Ross Procedure Best for Fixing Aortic Valve in Younger Patients?


Propensity-matched analysis may suggest it’s time for “Ross Centers of Excellence”

A medical illustration of the Ross Procedure

The Ross procedure was associated with a “striking” survival advantage over bioprosthetic aortic valve replacement (AVR) surgery for young and middle-age adults in a propensity-matched analysis.

Over a mean 14.5 years of follow-up among a cohort of consecutive patients getting either procedure, Ross recipients had a hazard ratio of 0.35 for all-cause mortality (95% CI 0.14-0.90) compared with patients who underwent bioprosthetic AVR, with seven (6.5%) versus 21 deaths (19.4%), respectively.

At 20 years, the difference remained significant (9.6% vs 25.1%, P=0.028), Maral Ouzounian, MD, PhD, of the University of Toronto, and colleagues reported in the Journal of the American College of Cardiology.

Other outcomes that also significantly favored the Ross procedure in the 108 matched pairs of patients in an analysis with death considered as a competing risk were:

  • Reintervention (HR 0.21, 95% CI 0.10-0.41)
  • Valve deterioration (HR 0.25, 95% CI 0.14-0.45)
  • Thromboembolic events (HR 0.15, 95% CI 0.05-0.50)
  • Permanent pacemaker implantation (HR 0.22, 95% CI 0.07-0.64)

Bicuspid aortic valve was present in 75% of patients, and aortic stenosis was the indication for 49%. Median age was 41 years, with a range from 17 to 59. Exclusion criteria included active endocarditis, acute aortic dissection, end-stage renal disease, and emergency surgery.

Prior series had also suggested a benefit to the Ross procedure in restoring normal life expectancy to young and middle-age adults, which bioprosthetic AVR doesn’t do in this population.
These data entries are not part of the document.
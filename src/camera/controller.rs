use glam::{Mat3, Quat, Vec2, Vec3};
use wgpu::util::DeviceExt;

use crate::camera::core::{Camera, CameraUniform};
use crate::camera::framing::{CameraPose, FramingRig};
use crate::gpu::render_context::RenderContext;
use crate::options::CameraOptions;

/// Orbit camera math: orientation, distance and pivot around which the eye
/// rotates. Holds no GPU resources.
#[derive(Debug, Clone, PartialEq)]
pub struct OrbitState {
    orientation: Quat,
    distance: f32,
    target: Vec3,
    /// The camera driven by this orbit.
    pub camera: Camera,
    rotate_speed: f32,
    pan_speed: f32,
    zoom_speed: f32,
}

impl OrbitState {
    /// Orbit whose camera starts at `eye`, looking at `target`.
    #[must_use]
    pub fn new(camera: Camera, options: &CameraOptions) -> Self {
        let offset = camera.eye - camera.target;
        let distance = offset.length().max(f32::EPSILON);
        let orientation = orientation_for(offset / distance);
        let mut state = Self {
            orientation,
            distance,
            target: camera.target,
            camera,
            rotate_speed: options.rotate_speed,
            pan_speed: options.pan_speed,
            zoom_speed: options.zoom_speed,
        };
        state.camera.up = state.orientation * Vec3::Y;
        state
    }

    /// Current pivot point.
    #[must_use]
    pub fn target(&self) -> Vec3 {
        self.target
    }

    /// Move the pivot, keeping orientation and distance.
    pub fn set_target(&mut self, target: Vec3) {
        self.target = target;
        self.update_camera_pos();
    }

    /// Distance from eye to pivot.
    #[must_use]
    pub fn distance(&self) -> f32 {
        self.distance
    }

    /// Copy interaction speeds and field of view from options.
    pub fn apply_options(&mut self, options: &CameraOptions) {
        self.rotate_speed = options.rotate_speed;
        self.pan_speed = options.pan_speed;
        self.zoom_speed = options.zoom_speed;
        self.camera.fovy = options.fovy;
    }

    fn update_camera_pos(&mut self) {
        let dir = self.orientation * Vec3::Z;

        self.camera.eye = self.target + (dir * self.distance);
        self.camera.target = self.target;
        self.camera.up = self.orientation * Vec3::Y;
    }

    /// Update aspect ratio for a new viewport size.
    pub fn resize(&mut self, width: u32, height: u32) {
        if width > 0 && height > 0 {
            self.camera.aspect = width as f32 / height as f32;
        }
    }

    /// Orbit around the pivot by a screen-space drag delta (pixels).
    pub fn rotate(&mut self, delta: Vec2) {
        // Horizontal rotation around camera's up vector
        let up = self.orientation * Vec3::Y;
        let horizontal_rotation = Quat::from_axis_angle(up, -delta.x * self.rotate_speed);
        self.orientation = horizontal_rotation * self.orientation;

        // Vertical rotation around camera's right vector (after horizontal
        // rotation)
        let right = self.orientation * Vec3::X;
        let vertical_rotation = Quat::from_axis_angle(right, -delta.y * self.rotate_speed);
        self.orientation = (vertical_rotation * self.orientation).normalize();

        self.update_camera_pos();
    }

    /// Slide eye and pivot in the view plane. Speed scales with distance so
    /// panning feels the same at any model size.
    pub fn pan(&mut self, delta: Vec2) {
        let right = self.orientation * Vec3::X;
        let up = self.orientation * Vec3::Y;
        let scale = self.pan_speed * self.distance;

        self.target += right * (-delta.x * scale) + up * (delta.y * scale);
        self.update_camera_pos();
    }

    /// Dolly toward (positive) or away from (negative) the pivot.
    pub fn zoom(&mut self, delta: f32) {
        let min = self.camera.znear * 2.0;
        let max = (self.camera.zfar * 0.5).max(min);
        self.distance *= 1.0 - delta * self.zoom_speed;
        self.distance = self.distance.clamp(min, max);
        self.update_camera_pos();
    }
}

impl FramingRig for OrbitState {
    fn fovy(&self) -> f32 {
        self.camera.fovy
    }

    fn apply_pose(&mut self, pose: &CameraPose) {
        let direction = pose.direction();
        if direction != Vec3::ZERO {
            self.orientation = orientation_for(direction);
        }
        self.distance = pose.distance();
        self.target = pose.look_at;

        self.camera.eye = pose.position;
        self.camera.target = pose.look_at;
        self.camera.up = self.orientation * Vec3::Y;
        self.camera.znear = pose.near;
        self.camera.zfar = pose.far;
    }
}

/// Orientation whose local +Z points along `back` (pivot → eye) with world
/// +Y kept as screen-up where possible. Looking straight down or up uses -Z
/// or +Z as screen-up instead.
fn orientation_for(back: Vec3) -> Quat {
    let hint = if back.y.abs() > 0.999 {
        Vec3::new(0.0, 0.0, -back.y.signum())
    } else {
        Vec3::Y
    };
    let right = hint.cross(back).normalize();
    let up = back.cross(right);
    Quat::from_mat3(&Mat3::from_cols(right, up, back)).normalize()
}

/// Orbital camera controller: orbit state plus its GPU uniform and bind
/// group.
pub struct OrbitController {
    /// Pure orbit state (camera, pivot, orientation).
    pub state: OrbitState,
    /// CPU copy of the camera uniform.
    pub uniform: CameraUniform,
    /// Uniform buffer bound at group 0.
    pub buffer: wgpu::Buffer,
    /// Layout of the camera bind group.
    pub layout: wgpu::BindGroupLayout,
    /// Camera bind group.
    pub bind_group: wgpu::BindGroup,
}

impl OrbitController {
    /// Create the controller and its GPU resources.
    pub fn new(context: &RenderContext, options: &CameraOptions) -> Self {
        let camera = Camera {
            aspect: context.config.width as f32
                / context.config.height.max(1) as f32,
            fovy: options.fovy,
            znear: options.znear,
            zfar: options.zfar,
            ..Camera::default()
        };
        let state = OrbitState::new(camera, options);

        let mut uniform = CameraUniform::new();
        uniform.update_view_proj(&state.camera);

        let buffer = context
            .device
            .create_buffer_init(&wgpu::util::BufferInitDescriptor {
                label: Some("Camera Buffer"),
                contents: bytemuck::cast_slice(&[uniform]),
                usage: wgpu::BufferUsages::UNIFORM
                    | wgpu::BufferUsages::COPY_DST,
            });

        let layout = context.device.create_bind_group_layout(
            &wgpu::BindGroupLayoutDescriptor {
                label: Some("Camera Bind Group Layout"),
                entries: &[wgpu::BindGroupLayoutEntry {
                    binding: 0,
                    visibility: wgpu::ShaderStages::VERTEX
                        | wgpu::ShaderStages::FRAGMENT,
                    ty: wgpu::BindingType::Buffer {
                        ty: wgpu::BufferBindingType::Uniform,
                        has_dynamic_offset: false,
                        min_binding_size: None,
                    },
                    count: None,
                }],
            },
        );

        let bind_group = context.device.create_bind_group(&wgpu::BindGroupDescriptor {
            layout: &layout,
            entries: &[wgpu::BindGroupEntry {
                binding: 0,
                resource: buffer.as_entire_binding(),
            }],
            label: Some("Camera Bind Group"),
        });

        Self {
            state,
            uniform,
            buffer,
            layout,
            bind_group,
        }
    }

    /// The controlled camera.
    #[must_use]
    pub fn camera(&self) -> &Camera {
        &self.state.camera
    }

    /// Recompute the uniform and upload it.
    pub fn update_gpu(&mut self, queue: &wgpu::Queue, exposure: f32) {
        self.uniform.update_view_proj(&self.state.camera);
        self.uniform.exposure = exposure;
        queue.write_buffer(&self.buffer, 0, bytemuck::cast_slice(&[self.uniform]));
    }
}

impl FramingRig for OrbitController {
    fn fovy(&self) -> f32 {
        self.state.fovy()
    }

    fn apply_pose(&mut self, pose: &CameraPose) {
        self.state.apply_pose(pose);
    }
}

#[cfg(test)]
mod tests {
    use super::*;
    use crate::camera::framing::{CameraFramer, ViewAxis};
    use crate::scene::bounds::BoundingBox;

    fn orbit() -> OrbitState {
        OrbitState::new(Camera::default(), &CameraOptions::default())
    }

    #[test]
    fn initial_state_matches_camera() {
        let o = orbit();
        assert!((o.distance() - 2.0).abs() < 1e-6);
        assert_eq!(o.target(), Vec3::ZERO);
        assert!((o.camera.up - Vec3::Y).length() < 1e-5);
    }

    #[test]
    fn rotate_keeps_distance_to_pivot() {
        let mut o = orbit();
        o.rotate(Vec2::new(40.0, -25.0));
        assert!((o.camera.eye.distance(o.target()) - 2.0).abs() < 1e-4);
    }

    #[test]
    fn pan_moves_pivot_and_eye_together() {
        let mut o = orbit();
        let before = o.camera.eye - o.target();
        o.pan(Vec2::new(10.0, 5.0));
        assert_ne!(o.target(), Vec3::ZERO);
        assert!(((o.camera.eye - o.target()) - before).length() < 1e-5);
    }

    #[test]
    fn zoom_is_clamped_by_clip_planes() {
        let mut o = orbit();
        for _ in 0..200 {
            o.zoom(5.0);
        }
        assert!(o.distance() >= o.camera.znear * 2.0 - 1e-6);
        for _ in 0..200 {
            o.zoom(-5.0);
        }
        assert!(o.distance() <= o.camera.zfar * 0.5 + 1e-3);
    }

    #[test]
    fn framing_syncs_pivot_and_look_at() {
        let mut o = orbit();
        let b = BoundingBox::new(Vec3::new(3.0, 4.0, 5.0), Vec3::new(5.0, 8.0, 6.0));
        let pose = CameraFramer::frame_object(&b, &mut o, ViewAxis::X, true)
            .unwrap();
        assert_eq!(o.target(), b.center());
        assert_eq!(o.camera.target, b.center());
        assert_eq!(o.camera.eye, pose.position);
        assert_eq!(o.camera.znear, pose.near);
        assert_eq!(o.camera.zfar, pose.far);

        // Orbiting afterwards pivots around the framed center.
        o.rotate(Vec2::new(30.0, 0.0));
        assert!((o.camera.eye.distance(b.center()) - pose.distance()).abs() < 1e-3);
    }

    #[test]
    fn top_down_framing_has_valid_up() {
        let mut o = orbit();
        let b = BoundingBox::from_center_size(Vec3::ZERO, Vec3::ONE);
        let _ = CameraFramer::frame_object(&b, &mut o, ViewAxis::Y, true).unwrap();
        assert!(o.camera.up.is_finite());
        assert!(o.camera.up.dot(o.camera.forward()).abs() < 1e-5);
        assert!(o.camera.build_view().is_finite());
    }
}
Similar propensity-matched results also showed superior survival with the Ross procedure compared with mechanical valve implantation.
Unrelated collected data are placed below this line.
//! Input handling: platform-agnostic event types and the processor that
//! turns them into viewer commands.

/// Platform-agnostic input events.
pub mod event;
/// Converts raw events into viewer commands.
pub mod processor;

pub use event::{InputEvent, MouseButton};
pub use processor::{InputProcessor, KeyBindings, KeyCommandTag};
“However, patients in the Ross series tend to be carefully selected,” Ouzounian’s group noted. “Some have argued that the excellent long-term outcomes observed in these cohorts may be related to favorable patient characteristics rather than the operation itself.”

While the propensity score matching in the study couldn’t rule out unmeasured confounding, the two groups yielded comparable cohorts who were “young, generally healthy, and presented a low surgical risk.”

“If these findings are reproduced in other specialized centers with sufficient expertise, the Ross procedure may be considered the preferred option for selected young and middle-aged adults undergoing AVR,” the researchers concluded.

However, an accompanying editorial noted that “these findings are remarkable in their magnitude but should again be interpreted with caution.”

Direct comparisons at other centers are needed in particular because a single expert surgeon did all of the Ross procedures and most of the rest in Ouzounian’s study, which “limits the external validity of the results for nonexperts in aortic root reconstructive surgery,” wrote Ismail El-Hamamsy, MD, PhD, of the Icahn School of Medicine at Mount Sinai in New York City.

Still, such a large survival benefit “is more likely a reflection of the fundamental differences in biology and hemodynamics between the pulmonary autograft and a prosthetic valve” than experience or patient selection, they argued.

Because it’s a more complex procedure for which the special surgical skill and experience are limited, perhaps the time has come for “Ross Centers of Excellence,” based on publicly reported case volumes, operative mortality, and so on, they added.

“Cardiologists will play an important role in expanding the accessibility to the Ross procedure, by appropriate referral to selected surgeons in their center or region so Ross experience can be concentrated, while patient safety remains the foremost concern,” El-Hamamsy’s group continued. “In this era of large data collection, patients deserve no less than to know the scientific community is transparent, and importantly, dedicated to their safety, health, and wellness.”